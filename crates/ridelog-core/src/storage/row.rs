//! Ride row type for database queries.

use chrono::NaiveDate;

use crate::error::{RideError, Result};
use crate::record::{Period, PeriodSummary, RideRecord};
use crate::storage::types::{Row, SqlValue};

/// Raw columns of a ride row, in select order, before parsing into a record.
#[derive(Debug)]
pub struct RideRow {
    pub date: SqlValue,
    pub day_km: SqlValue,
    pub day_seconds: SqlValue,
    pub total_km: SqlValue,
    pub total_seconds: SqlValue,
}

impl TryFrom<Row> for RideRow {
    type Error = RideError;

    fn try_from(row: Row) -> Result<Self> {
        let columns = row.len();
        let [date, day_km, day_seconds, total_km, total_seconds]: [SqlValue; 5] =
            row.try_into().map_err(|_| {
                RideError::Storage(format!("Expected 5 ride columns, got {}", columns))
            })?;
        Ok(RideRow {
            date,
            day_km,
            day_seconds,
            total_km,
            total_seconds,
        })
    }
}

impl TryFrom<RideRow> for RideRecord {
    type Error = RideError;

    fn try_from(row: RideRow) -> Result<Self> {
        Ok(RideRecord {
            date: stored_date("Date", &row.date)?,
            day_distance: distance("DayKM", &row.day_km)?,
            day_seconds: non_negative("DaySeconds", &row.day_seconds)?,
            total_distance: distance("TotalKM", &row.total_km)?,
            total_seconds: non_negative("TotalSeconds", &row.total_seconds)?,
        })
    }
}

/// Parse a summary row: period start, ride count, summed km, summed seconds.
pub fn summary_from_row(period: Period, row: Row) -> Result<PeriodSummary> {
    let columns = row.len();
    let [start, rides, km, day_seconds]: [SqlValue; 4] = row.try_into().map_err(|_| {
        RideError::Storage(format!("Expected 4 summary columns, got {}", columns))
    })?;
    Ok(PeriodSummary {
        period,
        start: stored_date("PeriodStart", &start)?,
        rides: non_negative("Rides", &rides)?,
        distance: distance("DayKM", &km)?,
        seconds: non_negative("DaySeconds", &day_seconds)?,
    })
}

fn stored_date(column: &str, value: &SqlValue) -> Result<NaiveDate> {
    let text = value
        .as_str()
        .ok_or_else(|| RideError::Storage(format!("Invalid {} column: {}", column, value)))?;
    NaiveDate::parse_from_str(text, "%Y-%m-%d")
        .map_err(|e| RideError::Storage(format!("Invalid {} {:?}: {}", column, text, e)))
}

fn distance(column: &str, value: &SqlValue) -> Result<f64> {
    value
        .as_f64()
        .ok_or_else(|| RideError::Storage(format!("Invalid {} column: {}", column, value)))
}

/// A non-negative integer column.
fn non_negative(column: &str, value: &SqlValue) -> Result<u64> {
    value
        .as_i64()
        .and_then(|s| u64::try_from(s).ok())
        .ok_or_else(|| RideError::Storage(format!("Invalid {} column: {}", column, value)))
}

|---|

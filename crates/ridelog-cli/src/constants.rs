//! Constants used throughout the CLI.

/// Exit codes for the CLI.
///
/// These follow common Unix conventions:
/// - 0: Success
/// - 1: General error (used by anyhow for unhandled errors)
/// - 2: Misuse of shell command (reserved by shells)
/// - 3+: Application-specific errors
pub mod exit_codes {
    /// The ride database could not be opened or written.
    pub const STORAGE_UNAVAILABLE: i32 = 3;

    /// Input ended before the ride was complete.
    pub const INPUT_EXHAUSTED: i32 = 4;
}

|---|

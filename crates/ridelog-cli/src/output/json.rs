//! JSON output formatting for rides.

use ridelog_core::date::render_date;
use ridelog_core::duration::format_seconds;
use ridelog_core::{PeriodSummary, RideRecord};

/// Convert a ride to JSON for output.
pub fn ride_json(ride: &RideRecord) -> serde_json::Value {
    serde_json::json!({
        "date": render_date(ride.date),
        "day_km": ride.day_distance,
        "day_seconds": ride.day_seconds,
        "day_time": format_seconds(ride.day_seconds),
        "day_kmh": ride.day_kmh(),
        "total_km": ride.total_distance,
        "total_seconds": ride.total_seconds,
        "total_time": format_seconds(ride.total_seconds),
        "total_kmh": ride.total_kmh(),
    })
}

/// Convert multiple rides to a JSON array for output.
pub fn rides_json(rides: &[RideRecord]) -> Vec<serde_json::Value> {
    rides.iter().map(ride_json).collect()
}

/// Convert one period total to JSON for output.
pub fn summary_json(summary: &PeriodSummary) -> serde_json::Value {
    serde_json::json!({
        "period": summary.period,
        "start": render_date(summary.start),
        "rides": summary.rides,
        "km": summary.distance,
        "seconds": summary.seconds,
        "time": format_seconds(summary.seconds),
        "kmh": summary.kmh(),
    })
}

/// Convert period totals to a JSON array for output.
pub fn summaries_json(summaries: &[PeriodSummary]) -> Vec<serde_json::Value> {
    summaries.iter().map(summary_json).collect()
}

|---|

Go through the material above and state how many lines hold the word "start". Give only the number.

4